Problem description: Whenever a line in the entries below contains "compare", copy that line.

——————

//! Operation timing owned by whoever drives the engine.

use std::sync::{Arc, Mutex};
use std::time::{Duration, Instant};

use serde::Serialize;

#[derive(Debug, Clone)]
pub struct OperationToken {
    name: &'static str,
    started_at: Instant,
}

impl OperationToken {
    pub fn start(name: &'static str) -> Self {
        Self {
            name,
            started_at: Instant::now(),
        }
    }

    pub fn name(&self) -> &'static str {
        self.name
    }

    pub fn elapsed(&self) -> Duration {
        self.started_at.elapsed()
    }
}

#[derive(Copy, Clone, Debug, Eq, PartialEq, Serialize)]
#[serde(rename_all = "lowercase")]
pub enum OperationOutcome {
    Success,
    Failure,
}

pub trait TelemetrySink: Send {
    fn start_operation(&mut self, name: &'static str) -> OperationToken {
        OperationToken::start(name)
    }

    fn end_operation(&mut self, token: OperationToken, outcome: OperationOutcome);
}

/// Emits one `tracing` event per finished operation.
#[derive(Debug, Default)]
pub struct TracingTelemetry;

impl TelemetrySink for TracingTelemetry {
    fn end_operation(&mut self, token: OperationToken, outcome: OperationOutcome) {
        let elapsed = token.elapsed();
        tracing::debug!(
            operation = token.name(),
            elapsed_us = elapsed.as_micros() as u64,
            ?outcome,
            "operation finished"
        );
    }
}

#[derive(Debug, Clone, PartialEq, Serialize)]
#[serde(rename_all = "camelCase")]
pub struct OperationRecord {
    pub name: &'static str,
    pub duration: Duration,
    pub outcome: OperationOutcome,
}

/// Keeps every finished operation in memory.
#[derive(Debug, Default)]
pub struct OperationLog {
    records: Vec<OperationRecord>,
}

impl OperationLog {
    pub fn records(&self) -> &[OperationRecord] {
        &self.records
    }

    pub fn count(&self, name: &str) -> usize {
        self.records.iter().filter(|r| r.name == name).count()
    }
}

impl TelemetrySink for OperationLog {
    fn end_operation(&mut self, token: OperationToken, outcome: OperationOutcome) {
        self.records.push(OperationRecord {
            name: token.name(),
            duration: token.elapsed(),
            outcome,
        });
    }
}

/// Lets a caller keep a handle on a sink it hands to the engine.
/// A poisoned lock drops the record rather than failing the operation.
impl<T: TelemetrySink> TelemetrySink for Arc<Mutex<T>> {
    fn start_operation(&mut self, name: &'static str) -> OperationToken {
        match self.lock() {
            Ok(mut sink) => sink.start_operation(name),
            Err(_) => OperationToken::start(name),
        }
    }

    fn end_operation(&mut self, token: OperationToken, outcome: OperationOutcome) {
        if let Ok(mut sink) = self.lock() {
            sink.end_operation(token, outcome);
        }
    }
}

pub fn outcome_of<T, E>(result: &Result<T, E>) -> OperationOutcome {
    if result.is_ok() {
        OperationOutcome::Success
    } else {
        OperationOutcome::Failure
    }
}

#[cfg(test)]
mod tests {
    use super::*;

    #[test]
    fn log_records_outcomes_in_order() {
        let mut log = OperationLog::default();
        let first = log.start_operation("generate");
        let second = log.start_operation("strategy.debt");
        log.end_operation(second, OperationOutcome::Success);
        log.end_operation(first, OperationOutcome::Failure);

        let names: Vec<&str> = log.records().iter().map(|r| r.name).collect();
        assert_eq!(names, vec!["strategy.debt", "generate"]);
        assert_eq!(log.records()[1].outcome, OperationOutcome::Failure);
        assert_eq!(log.count("generate"), 1);
    }

    #[test]
    fn token_reports_its_operation() {
        let token = OperationToken::start("advice.generate");
        assert_eq!(token.name(), "advice.generate");
        assert!(token.elapsed() >= Duration::ZERO);
    }

    #[test]
    fn shared_log_sees_records_from_a_cloned_handle() {
        let shared = Arc::new(Mutex::new(OperationLog::default()));
        let mut handle = Arc::clone(&shared);
        let token = handle.start_operation("compare");
        handle.end_operation(token, outcome_of::<(), ()>(&Ok(())));

        let log = shared.lock().expect("log lock");
        assert_eq!(log.count("compare"), 1);
        assert_eq!(log.records()[0].outcome, OperationOutcome::Success);
    }
}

——————

Solution:
        let token = handle.start_operation("compare");
        assert_eq!(log.count("compare"), 1);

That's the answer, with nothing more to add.